Back in the early 1940s when the U.S. Department of Defense was looking for some remote corner of nowhere to work on the Manhattan Project, maybe Texans were just a bit hurt that none of the out-of-the-way corners of our state (ahem -- the Panhandle) got picked.
Alas, Texas wasn't even on the list, though the folks in Oak Ridge, Tennessee, were more fortunate -- the federal government seized 56,000 acres of land and tossed the people living on it out for next to nothing so they could build a production facility.
No, instead of going Texan, Oppenheimer and his gang decided to go off and develop the atomic bomb in Los Alamos, New Mexico. They picked the spot because of the dry desert scenery (with the Sangre de Cristo Mountains right out the window, it was a spot right out of a John Ford western) and went to work on the bombs that would obliterate Hiroshima and Nagasaki, and pretty much end World War II, according to some.
And Texas didn't get even a tiny piece of the glory, though they did consider using Padre Island as a site to test the first bomb, so we almost had that feather in our cap.
Instead, Oppenheimer and company built some bunkers in New Mexico, created and blew up the bombs and then went and made history by using them on real people (check out John Hersey's Hiroshima if you want to get a feel for the true horrific experience of what it was like for the people who actually got the atomic bomb dropped on them). When you are working with the stuff of nuclear warfare, there's always nuclear waste. Since the project was based in Los Alamos, a whole bunch of the nuclear waste from the project and general nuclear testing was buried in the ground and kept in big old barrels at the Los Alamos laboratories in that little corner of New Mexico.
Which was all fine and basically dandy, until June 2011 when a massive wildfire got extremely close to those barrels of plutonium-contaminated waste, causing officials to start monitoring the situation intently, according to the Associated Press. You know, because when you've got a whole bunch of nuclear waste, it's generally not a great idea to set the stuff on fire. Firefighters managed to avoid that situation (thus probably avoiding creating unexpected superheroes or, you know, just wreaking cancerous havoc on anyone who happened to breathe in the stuff), and after that, New Mexico environmental officials decided they'd had enough of being the special chosen nuclear place. Last year, they made a deal with the folks over at Los Alamos to get rid of the nuclear waste by January 2014, AP reported.

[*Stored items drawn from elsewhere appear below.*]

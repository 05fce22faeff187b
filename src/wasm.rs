//! WASM bindings for radial-order.
//!
//! `optimizeOrder` runs batch mode; `RadialOptimizer` exposes the stepwise
//! search for one-step-per-frame animation.

use wasm_bindgen::prelude::*;

use crate::config::step_budget_from_millis;
use crate::radial::{self, Clock, OptimizationState};
use crate::{OptimizeConfig, parse_pages};

#[wasm_bindgen]
extern "C" {
    #[wasm_bindgen(js_namespace = Date, js_name = now)]
    fn date_now() -> f64;
}

/// `Instant` is unavailable on wasm32-unknown-unknown; use `Date.now()`.
struct JsClock;

impl Clock for JsClock {
    fn now_ms(&self) -> f64 {
        date_now()
    }
}

fn to_js_error(e: impl std::fmt::Display) -> JsError {
    JsError::new(&e.to_string())
}

/// Optimize a JSON page list to convergence and return the annotated order.
#[wasm_bindgen(js_name = "optimizeOrder")]
pub fn optimize_order(json: &str) -> Result<String, JsError> {
    crate::optimize_json(json, &OptimizeConfig::default()).map_err(to_js_error)
}

/// Stepwise optimizer owned by one JavaScript caller.
#[wasm_bindgen]
pub struct RadialOptimizer {
    state: OptimizationState,
}

#[wasm_bindgen]
impl RadialOptimizer {
    #[wasm_bindgen(constructor)]
    pub fn new(json: &str) -> Result<RadialOptimizer, JsError> {
        let pages = parse_pages(json).map_err(to_js_error)?;
        Ok(Self {
            state: OptimizationState::new(pages),
        })
    }

    /// Run one budgeted step. Returns `{ improved, newOrder, complete }`
    /// where `newOrder` has the same shape as [`RadialOptimizer::order`],
    /// or is null.
    ///
    /// An omitted or NaN budget uses the default step budget; `Infinity`
    /// runs without a budget.
    pub fn step(&mut self, budget_ms: Option<f64>) -> Result<String, JsError> {
        let budget = step_budget_from_millis(budget_ms);
        let outcome = radial::step_with_clock(&mut self.state, budget, &JsClock);
        let new_order = outcome.annotated_order();
        let value = serde_json::json!({
            "improved": outcome.improved,
            "newOrder": new_order,
            "complete": outcome.complete,
        });
        Ok(value.to_string())
    }

    #[wasm_bindgen(js_name = "isComplete")]
    pub fn is_complete(&self) -> bool {
        self.state.is_complete
    }

    /// Current order annotated with `displayOrder`.
    pub fn order(&self) -> Result<String, JsError> {
        serde_json::to_string(&self.state.display_order()).map_err(to_js_error)
    }

    pub fn crossings(&self) -> usize {
        self.state.score().crossings
    }

    #[wasm_bindgen(js_name = "averageDistance")]
    pub fn average_distance(&self) -> f64 {
        self.state.score().avg_distance
    }
}
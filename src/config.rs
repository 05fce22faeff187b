//! Configuration for an optimization run.
//!
//! `Default` is batch mode: one unlimited step loop until complete.

use std::time::Duration;

/// Per-step budget used by interactive callers that do not pick their own.
pub const DEFAULT_STEP_BUDGET: Duration = Duration::from_millis(1000);

/// Convert a caller-supplied millisecond budget into a step budget.
///
/// Missing or NaN → [`DEFAULT_STEP_BUDGET`]. Negative → zero. Values too large
/// for a `Duration` (including infinity) → `None`, i.e. no budget.
pub fn step_budget_from_millis(budget_ms: Option<f64>) -> Option<Duration> {
    match budget_ms {
        None => Some(DEFAULT_STEP_BUDGET),
        Some(ms) if ms.is_nan() => Some(DEFAULT_STEP_BUDGET),
        Some(ms) => Duration::try_from_secs_f64(ms.max(0.0) / 1000.0).ok(),
    }
}

#[derive(Debug, Clone, Default)]
pub struct OptimizeConfig {
    /// Wall-clock budget for each step call. None = batch mode (no budget).
    pub step_budget: Option<Duration>,
    /// Stop after this many step calls even if the search is not complete.
    pub max_steps: Option<usize>,
}

impl OptimizeConfig {
    pub fn new() -> Self {
        Self::default()
    }

    /// Incremental mode with the given per-step budget.
    pub fn incremental(step_budget: Duration) -> Self {
        Self {
            step_budget: Some(step_budget),
            max_steps: None,
        }
    }

    pub fn is_batch(&self) -> bool {
        self.step_budget.is_none()
    }
}

#[cfg(test)]
#[path = "../tests/rust/test_config.rs"]
mod tests;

But where is this nuclear waste headed? Well, Texas didn't get to learn how to stop worrying and love the bomb way back in the day, but the Lone Star State finally gets to play a part in the epic of the A-bomb.
A couple of years back, Waste Control Specialists LLC, a Dallas-based disposal outfit -- of course they're from Dallas -- became the first company in 30 years to get a license to treat, store and dispose of low-level radioactive waste. Then, in 2011, the Texas Low Level Radioactive Waste Disposal Compact Commission voted to allow the company to start accepting nuclear waste from 36 other states.
The facility (that's a nice word for dump) is located in West Texas (the region, not the city) about five miles outside the little town of Andrews. The imported waste is buried in concrete containers 30 to 100 feet below the ground, in a vein of red clay that is supposed to keep the nuclear contents from spilling or shifting or generally sloshing around. Once the containers are full, they get buried out in that Texas soil, and there they'll stay, becoming less radioactive in a process that takes a really long time (high-level waste can take thousands of years, according to the Nuclear Regulatory Commission.)
And now, after decades since that first little snub over where to locate the lab for atomic research, it looks like New Mexico is finally going to share some of that historical stuff with Texas, namely the Los Alamos nuclear waste. We know that it's a real sacrifice for New Mexico to part with it -- heck, one good wildfire could have given the whole state superhero powers -- but Texans, especially the ones out in West Texas who will be closest to the site, sure are grateful to finally be a part of all this.